2.1.1.2 Patofisiologi

Karies gigi merupakan hasil interaksi antara bakteri yang menghasilkan

asam, substrat dan host. Bakteri endogen yang sebagian besar Streptococci

Mutans dan Lactobacillus Spp pada biofilm yang menghasilkan asam organik

lemah yang merupakan produk dari fermentasi metabolisme karbohidrat. Asam

ini mengakibatkan pH plak menurun (Selwitz, 2007). Pada pH kritis (5,5),

mineral gigi melepaskan kalsium dan fosfat yang disebut proses demineralisasi,

lalu ion fluoride berperan dalam proses remineralisasi dengan meningkatkan laju

deposisi kalsium dan fosfat yang terkandung dalam saliva, dan akan kembali ke

permukaan enamel untuk mengganti kalsium dan fosfat yang hilang saat terjadi

proses demineralisasi. Apabila proses demineralisasi tidak dihentikan atau tidak

kembali menjadi remineralisasi maka akan terbentuk kavitas (Shafers dkk, 2012;

Kidd, 2005).
5

2.1.1.3 Gambaran Klinis

Tahap awal pembentukan karies tampak adanya white spot-lesions. Lesi

tersebut merupakan indikasi adanya peningkatan porositas enamel sehingga sisa

makanan masuk ke dalam enamel dan dari waktu ke waktu terjadi perubahan

warna menjadi coklat bahkan hitam (Kidd & Fejerskov, 2008).

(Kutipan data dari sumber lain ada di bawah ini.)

use client_core::{CalculationOutcome, ViewController, ViewModel};
use crossbeam_channel::{Receiver, Sender};
use eframe::egui;
use shared::domain::{DisplayField, FormField, Panel, ProgressBar};

use crate::backend_bridge::commands::BackendCommand;
use crate::controller::{events::UiEvent, orchestration::dispatch_backend_command};

const HERO_TITLE: &str = "Carbon Footprint Calculator";
const HERO_TAGLINE: &str = "Find out how much CO2 your travel and household energy produce each year.";

pub struct CalculatorApp {
    controller: ViewController<ViewModel>,
    cmd_tx: Sender<BackendCommand>,
    ui_rx: Receiver<UiEvent>,
    status: String,
    in_flight: usize,
}

impl CalculatorApp {
    pub fn new(
        controller: ViewController<ViewModel>,
        cmd_tx: Sender<BackendCommand>,
        ui_rx: Receiver<UiEvent>,
    ) -> Self {
        Self {
            controller,
            cmd_tx,
            ui_rx,
            status: "Starting...".to_string(),
            in_flight: 0,
        }
    }

    pub fn controller(&self) -> &ViewController<ViewModel> {
        &self.controller
    }

    pub fn status(&self) -> &str {
        &self.status
    }

    pub fn in_flight(&self) -> usize {
        self.in_flight
    }

    /// Form submit: hand the submission to the worker. Nothing is guarded
    /// against a second submit while one is outstanding.
    pub fn submit(&mut self) {
        let submission = self.controller.read_submission();
        match dispatch_backend_command(&self.cmd_tx, BackendCommand::Calculate { submission }) {
            Ok(()) => {
                self.in_flight += 1;
                self.status = "Calculating...".to_string();
            }
            Err(err) => {
                self.controller
                    .apply_outcome(&CalculationOutcome::Failure(err));
            }
        }
    }

    pub fn process_ui_events(&mut self) {
        while let Ok(event) = self.ui_rx.try_recv() {
            match event {
                UiEvent::Info(message) => self.status = message,
                UiEvent::WorkerFailed(message) => {
                    tracing::error!(%message, "backend worker unavailable");
                    self.status = message;
                }
                UiEvent::CalculationFinished(outcome) => {
                    self.in_flight = self.in_flight.saturating_sub(1);
                    self.status = if outcome.is_success() {
                        "Results updated".to_string()
                    } else {
                        "Calculation failed".to_string()
                    };
                    self.controller.apply_outcome(&outcome);
                }
            }
        }
    }

    fn show_hero(&mut self, ui: &mut egui::Ui) {
        ui.vertical_centered(|ui| {
            ui.add_space(12.0);
            ui.heading(HERO_TITLE);
            ui.label(HERO_TAGLINE);
            ui.add_space(6.0);
            if ui.button("Calculate your footprint").clicked() {
                self.controller.scroll_to_calculator();
            }
            ui.add_space(12.0);
        });
    }

    fn show_form_panel(&mut self, ui: &mut egui::Ui) {
        ui.heading("Your monthly usage");
        ui.add_space(4.0);
        egui::Grid::new("carbon-form")
            .num_columns(2)
            .spacing([16.0, 8.0])
            .show(ui, |ui| {
                for field in FormField::ALL {
                    ui.label(field.label());
                    if let Some(value) = self.controller.view_mut().field_mut(field.key()) {
                        ui.add(egui::TextEdit::singleline(value).desired_width(160.0));
                    }
                    ui.end_row();
                }
            });
        ui.add_space(8.0);
        if ui.button("Calculate").clicked() {
            self.submit();
        }
    }

    fn show_results_panel(&mut self, ui: &mut egui::Ui) {
        let view = self.controller.view();
        let text = move |field: DisplayField| view.text(field).unwrap_or_default().to_string();

        ui.heading("Your annual carbon footprint");
        ui.label(
            egui::RichText::new(format!("{} tons CO2e", text(DisplayField::TotalFootprint)))
                .size(28.0)
                .strong(),
        );
        ui.label(format!(
            "About {} trees would be needed to offset this each year.",
            text(DisplayField::TreesOffset)
        ));
        ui.add_space(10.0);

        breakdown_section(
            ui,
            view,
            "Transportation",
            DisplayField::TransportTotal,
            ProgressBar::Transport,
            &[
                ("Car", DisplayField::CarEmissions),
                ("Public transit", DisplayField::TransitEmissions),
                ("Flights", DisplayField::FlightEmissions),
            ],
        );
        ui.add_space(10.0);
        breakdown_section(
            ui,
            view,
            "Household energy",
            DisplayField::EnergyTotal,
            ProgressBar::Energy,
            &[
                ("Electricity", DisplayField::ElectricityEmissions),
                ("Natural gas", DisplayField::NaturalGasEmissions),
            ],
        );

        ui.add_space(12.0);
        ui.horizontal(|ui| {
            if ui.button("Recalculate").clicked() {
                self.controller.show_form();
            }
            if ui.button("Start over").clicked() {
                self.controller.reset_form();
            }
        });
    }

    fn show_alert(&mut self, ctx: &egui::Context) {
        let Some(message) = self.controller.view().pending_alert().map(str::to_string) else {
            return;
        };
        egui::Window::new("Error")
            .collapsible(false)
            .resizable(false)
            .anchor(egui::Align2::CENTER_CENTER, [0.0, 0.0])
            .show(ctx, |ui| {
                ui.label(message);
                if ui.button("OK").clicked() {
                    self.controller.view_mut().dismiss_alert();
                }
            });
    }
}

fn breakdown_section(
    ui: &mut egui::Ui,
    view: &ViewModel,
    title: &str,
    total: DisplayField,
    bar: ProgressBar,
    rows: &[(&str, DisplayField)],
) {
    let text = move |field: DisplayField| view.text(field).unwrap_or_default();

    ui.label(egui::RichText::new(format!("{title}: {} tons", text(total))).strong());
    // Unparseable widths leave the bar empty; out-of-range ones are clamped only when drawn.
    let fraction = view.progress_fraction(bar).unwrap_or(0.0).clamp(0.0, 1.0);
    ui.add(egui::ProgressBar::new(fraction).text(text(bar.label())));
    egui::Grid::new(bar.element_id())
        .num_columns(2)
        .spacing([24.0, 4.0])
        .show(ui, |ui| {
            for (label, field) in rows {
                ui.label(*label);
                ui.label(text(*field));
                ui.end_row();
            }
        });
}

impl eframe::App for CalculatorApp {
    fn update(&mut self, ctx: &egui::Context, _frame: &mut eframe::Frame) {
        self.process_ui_events();

        let alert_open = self.controller.view().pending_alert().is_some();

        egui::TopBottomPanel::bottom("status").show(ctx, |ui| {
            ui.horizontal(|ui| {
                if self.in_flight > 0 {
                    ui.spinner();
                }
                ui.label(&self.status);
            });
        });

        egui::CentralPanel::default().show(ctx, |ui| {
            ui.add_enabled_ui(!alert_open, |ui| {
                egui::ScrollArea::vertical().show(ui, |ui| {
                    self.show_hero(ui);
                    ui.separator();

                    let scroll_target = self.controller.view_mut().take_scroll_target();
                    let visible = self.controller.view().visible_panel();
                    if scroll_target == Some(visible) {
                        ui.scroll_to_cursor(Some(egui::Align::TOP));
                    }
                    match visible {
                        Panel::Form => self.show_form_panel(ui),
                        Panel::Results => self.show_results_panel(ui),
                    }
                });
            });
        });

        self.show_alert(ctx);

        if self.in_flight > 0 {
            ctx.request_repaint_after(std::time::Duration::from_millis(16));
        } else {
            ctx.request_repaint_after(std::time::Duration::from_millis(100));
        }
    }
}
//! Per-entry estimates for the footprint log, in kg CO2e.

use std::{fmt, str::FromStr};

use serde::{Deserialize, Serialize};
use thiserror::Error;

/// kg CO2e per kWh used for logged electricity.
pub const ENERGY_KG_PER_KWH: f64 = 0.45;

#[derive(Debug, Error, PartialEq)]
pub enum EstimateError {
    #[error("invalid mode of transport '{0}'")]
    UnknownTransportMode(String),
    #[error("amount must be a finite, non-negative number, got {0}")]
    InvalidAmount(f64),
}

#[derive(Debug, Clone, Copy, PartialEq, Eq, Serialize, Deserialize)]
#[serde(rename_all = "snake_case")]
pub enum TransportMode {
    Car,
    Bus,
    Train,
}

impl TransportMode {
    pub fn kg_per_km(self) -> f64 {
        match self {
            TransportMode::Car => 0.17,
            TransportMode::Bus => 0.08,
            TransportMode::Train => 0.041,
        }
    }
}

impl FromStr for TransportMode {
    type Err = EstimateError;

    fn from_str(s: &str) -> Result<Self, Self::Err> {
        match s.trim().to_ascii_lowercase().as_str() {
            "car" => Ok(TransportMode::Car),
            "bus" => Ok(TransportMode::Bus),
            "train" => Ok(TransportMode::Train),
            _ => Err(EstimateError::UnknownTransportMode(s.to_string())),
        }
    }
}

#[derive(Debug, Clone, Copy, PartialEq)]
pub enum LogActivity {
    Transport { mode: TransportMode, distance_km: f64 },
    Energy { kwh: f64 },
}

impl LogActivity {
    /// Category name recorded alongside the entry.
    pub fn category(&self) -> &'static str {
        match self {
            LogActivity::Transport { .. } => "Transport",
            LogActivity::Energy { .. } => "Energy",
        }
    }
}

impl fmt::Display for LogActivity {
    fn fmt(&self, f: &mut fmt::Formatter<'_>) -> fmt::Result {
        match self {
            LogActivity::Transport { mode, distance_km } => {
                write!(f, "{distance_km} km by {mode:?}")
            }
            LogActivity::Energy { kwh } => write!(f, "{kwh} kWh"),
        }
    }
}

pub fn estimate_emission(activity: LogActivity) -> Result<f64, EstimateError> {
    let (amount, factor) = match activity {
        LogActivity::Transport { mode, distance_km } => (distance_km, mode.kg_per_km()),
        LogActivity::Energy { kwh } => (kwh, ENERGY_KG_PER_KWH),
    };
    if !amount.is_finite() || amount < 0.0 {
        return Err(EstimateError::InvalidAmount(amount));
    }
    Ok(amount * factor)
}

Gambar 2.2 Lesi karies aktif tanpa kavitas dengan white spot lesion pada daerah

fissure (Kidd & Fejerskov, 2008)

Gambar 2.3 Lesi karies aktif dengan kavitas pada daerah fissure (Kidd &

Fejerskov, 2008)
6

2.1.1.4 Perawatan

Perawatan karies dapat berupa tindakan preventif dan kuratif. Tindakan

preventif yang dapat dilakukan yaitu, menyikat gigi dan pemakaian fluoride,

fissure sealant, dan diet makanan (Welbury dkk, 2012).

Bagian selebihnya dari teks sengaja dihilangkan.